The aim of this study was to determine if a change in the amount of fat consumed in the diet influenced female salivary postprandial testosterone and cortisol concentrations and whether any changes affected circadian rhythm. The study was conducted on 9 healthy female subjects aged 21–45 years (BMI mean=22.5±1.61) and has been approved by the University College Ethical Committee. Over 3 non-consecutive days, each subject consumed 2 meals, lunch and evening dinner, containing either, high fat (40–45% of total energy), low fat (20–25% of total energy), or the subjects usual daily meals. Saliva samples were collected at 11 predetermined times during the challenge days. Testosterone and cortisol levels in each sample were measured by specific and sensitive ELISA methods following ether extraction of saliva samples. Paired t-tests and repeated measures ANOVA were used for statistical analyses. On high fat diet, testosterone levels post lunch rose from a mean of 155 to 307 pg/ml.Testosterone results were significantly higher on the high fat diet compared to usual daily diet (p=0.018 at 30 minutes post-lunch, and p=0.006 at 1 hour post-lunch). Testosterone levels on low and high fat diets differed significantly 30 minutes post-lunch (p <0.05) and 5 minutes pre-dinner (p=0.03). There was a slight rise, though not significant, in testosterone level post dinner (From a mean of 136 to 189 pg/ml, p=0.22) on high fat content compared with a drop on low fat meal (from a mean of 212 pg/ml to 78 pg/ml).

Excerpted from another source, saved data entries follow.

//! Plot assignment oracle.
//!
//! Decides which habitat a user would get at each board cell before they
//! own it. The board shows these offers, and the purchase step re-derives
//! the same value on its own, so the function must be pure: the same
//! `(guild, user, x, y)` always yields the same [`PlotType`], across process
//! restarts, for as long as [`PlotType::ALL`] keeps its length and order.
//!
//! The generator is `ChaCha8`, whose output stream is fixed across platforms
//! and crate releases, and the draw is reduced to an index here rather than
//! through `rand`'s sampling helpers, which may change between versions.

use std::collections::BTreeMap;

use homestead_types::{BoardPosition, GuildId, PlotType, UserId};
use rand::{RngCore, SeedableRng};
use rand_chacha::ChaCha8Rng;

use crate::hashing::stable_seed;

/// The habitat offered at `position` on `user_id`'s board in `guild_id`.
///
/// A fresh generator is seeded from the four inputs on every call; there is
/// no shared generator state.
pub fn assign(guild_id: GuildId, user_id: UserId, position: BoardPosition) -> PlotType {
    let seed = stable_seed(&[
        guild_id.get(),
        user_id.get(),
        u64::from(position.x()),
        u64::from(position.y()),
    ]);
    let draw = ChaCha8Rng::seed_from_u64(seed).next_u32();
    PlotType::ALL
        .get(scale_to(draw, PlotType::ALL.len()))
        .copied()
        .unwrap_or(PlotType::Farm)
}

/// Map a uniform `u32` onto `0..len` by multiply-shift.
fn scale_to(draw: u32, len: usize) -> usize {
    let len = u64::try_from(len).unwrap_or(u64::MAX);
    let index = u64::from(draw).saturating_mul(len).checked_shr(32).unwrap_or(0);
    usize::try_from(index).unwrap_or(usize::MAX)
}

/// Offers for every cell of a user's board.
pub fn offers(guild_id: GuildId, user_id: UserId) -> BTreeMap<BoardPosition, PlotType> {
    BoardPosition::all()
        .map(|position| (position, assign(guild_id, user_id, position)))
        .collect()
}

#[cfg(test)]
#[allow(clippy::unwrap_used)]
mod tests {
    use super::*;

    fn pos(x: i64, y: i64) -> BoardPosition {
        BoardPosition::new(x, y).unwrap()
    }

    #[test]
    fn assignment_is_deterministic() {
        for position in BoardPosition::all() {
            let first = assign(GuildId(981), UserId(42), position);
            let second = assign(GuildId(981), UserId(42), position);
            assert_eq!(first, second);
        }
    }

    #[test]
    fn assignments_are_pinned_across_builds() {
        use PlotType::{Farm, Garden, Lake, Sky};

        let row = |guild, user, x| -> Vec<PlotType> {
            (0..5)
                .map(|y| assign(GuildId(guild), UserId(user), pos(x, y)))
                .collect()
        };
        assert_eq!(row(981, 42, 0), [Garden, Garden, Farm, Sky, Lake]);
        assert_eq!(row(981, 42, 3), [Garden, Farm, Sky, Lake, Farm]);
        assert_eq!(row(3, 9, 2), [Lake, Garden, Farm, Lake, Sky]);
    }

    #[test]
    fn draws_scale_onto_every_index() {
        assert_eq!(scale_to(0, 4), 0);
        assert_eq!(scale_to(0x4000_0000, 4), 1);
        assert_eq!(scale_to(0xBFFF_FFFF, 4), 2);
        assert_eq!(scale_to(u32::MAX, 4), 3);
    }

    #[test]
    fn offers_match_single_assignments() {
        let board = offers(GuildId(3), UserId(9));
        assert_eq!(board.len(), 25);
        for (position, plot_type) in &board {
            assert_eq!(*plot_type, assign(GuildId(3), UserId(9), *position));
        }
    }

    #[test]
    fn boards_vary_between_users() {
        // Not guaranteed for any single cell, but 25 cells across 20 users
        // all identical would mean the user id is ignored.
        let reference = offers(GuildId(1), UserId(1));
        let differs = (2..22).any(|u| offers(GuildId(1), UserId(u)) != reference);
        assert!(differs);
    }

    #[test]
    fn every_habitat_is_reachable() {
        let mut seen = std::collections::BTreeSet::new();
        for user in 0..50 {
            for position in BoardPosition::all() {
                seen.insert(assign(GuildId(7), UserId(user), position));
            }
        }
        assert_eq!(seen.len(), PlotType::ALL.len());
    }

    #[test]
    fn coordinate_order_matters_to_the_seed() {
        let swapped = (0..50).any(|user| {
            assign(GuildId(5), UserId(user), pos(1, 3))
                != assign(GuildId(5), UserId(user), pos(3, 1))
        });
        assert!(swapped);
    }
}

Cortisol levels on the low fat meal differed significantly from the high fat meal at1 hour and 2 hours post lunch (p<0.05 and p<0.01 respectively) and 2 hours post-dinner (p=0.041). Mean cortisol level on high fat meal rose from a mean of 3.34 to 4.935 ng/ml post lunch, with a smaller increase after evening meal (from 2.402 to 3.641 ng/ml). The findings of this study indicate that the amount of fat consumed in a meal, can influence postprandial levels of salivary testosterone and cortisol and their circadian rhythm profile. Such an effect on steroid hormones might have an impact on the person’s daily activities and general health and wellbeing.

Item Type: Conference or Workshop Item (Poster)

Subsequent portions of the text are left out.